MONTERREY, MEXICO, November 30, 2007 - CEMEX, S.A.B. de C.V. (NYSE: CX) announced today that it has completed the sale of its operations in Arizona and Florida, as required by the U.S. Department of Justice in association with the Rinker Group Limited acquisition, to CRH plc, the Ireland-based international building materials group.

CEMEX acquired Rinker in July 2007. As a condition of U.S. regulatory approval, the U.S. Department of Justice required CEMEX to sell 39 ready-mix concrete and aggregate facilities in Arizona and Florida. The value of the transaction is approximately US$250 million.

CEMEX will use the proceeds from the sale of these assets to reduce debt.

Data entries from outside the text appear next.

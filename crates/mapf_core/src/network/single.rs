//! Single-target network: every agent must stand on some target cell at the
//! final layer, within per-target capacities, avoiding reserved cells and
//! moves.

use std::collections::BTreeMap;

use super::CellNet;
use crate::grid::{Cell, Grid};
use crate::reservations::Reservations;

pub(crate) fn build(
    grid: &Grid,
    starts: &[Cell],
    targets: &[Cell],
    caps: &[u32],
    horizon: u32,
    reservations: &Reservations,
) -> CellNet {
    let (mut net, edges) = CellNet::empty(grid, horizon);

    // Capacity per distinct target cell; duplicate entries add up.
    let mut target_caps: BTreeMap<u32, i64> = BTreeMap::new();
    for (cell, &cap) in targets.iter().zip(caps) {
        *target_caps.entry(grid.index(*cell) as u32).or_insert(0) += i64::from(cap);
    }

    // Occupancy arcs. At the final layer a target cell holds up to its
    // capacity; everywhere else a cell holds one agent.
    for index in 0..grid.cell_count() as u32 {
        if !grid.passable_index(index as usize) {
            continue;
        }
        let cell = grid.cell_at(index as usize);
        for t in 0..=horizon {
            if reservations.vertex_reserved(cell, t) {
                continue;
            }
            let cap = if t == horizon {
                target_caps.get(&index).copied().unwrap_or(1).max(1)
            } else {
                1
            };
            net.graph
                .add_arc(net.cell_in(index, t), net.cell_out(index, t), cap);
        }
    }

    net.add_wait_arcs(grid);
    net.add_move_gadgets(grid, &edges, Some(reservations));

    for (&index, &cap) in &target_caps {
        if cap > 0 {
            net.graph
                .add_arc(net.cell_out(index, horizon), CellNet::SINK, cap);
        }
    }

    net.add_source_arcs(grid, starts);
    net
}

The Florida operations being divested comprise 26 ready-mix concrete plants and 6 block plants. The ready-mix concrete business operates in five market areas - Tampa, Southwest Florida, Orlando, Jacksonville and the Florida Panhandle - while the block business operates primarily in the Tampa/St. Petersburg and Fort Myers/Naples areas. In Arizona, the operations comprise 2 quarries and 5 ready-mix concrete locations, principally in the Tucson area.

CEMEX and CRH terminated discussions relating to the potential sale of additional operations due to disagreement over the value of the assets.

CEMEX announced on November 13, 2007, that it is in negotiations with Ready Mix USA, a private ready-mix concrete company with operations in the Southeastern United States, to expand the scope of their ready-mix joint venture formed in July 2005.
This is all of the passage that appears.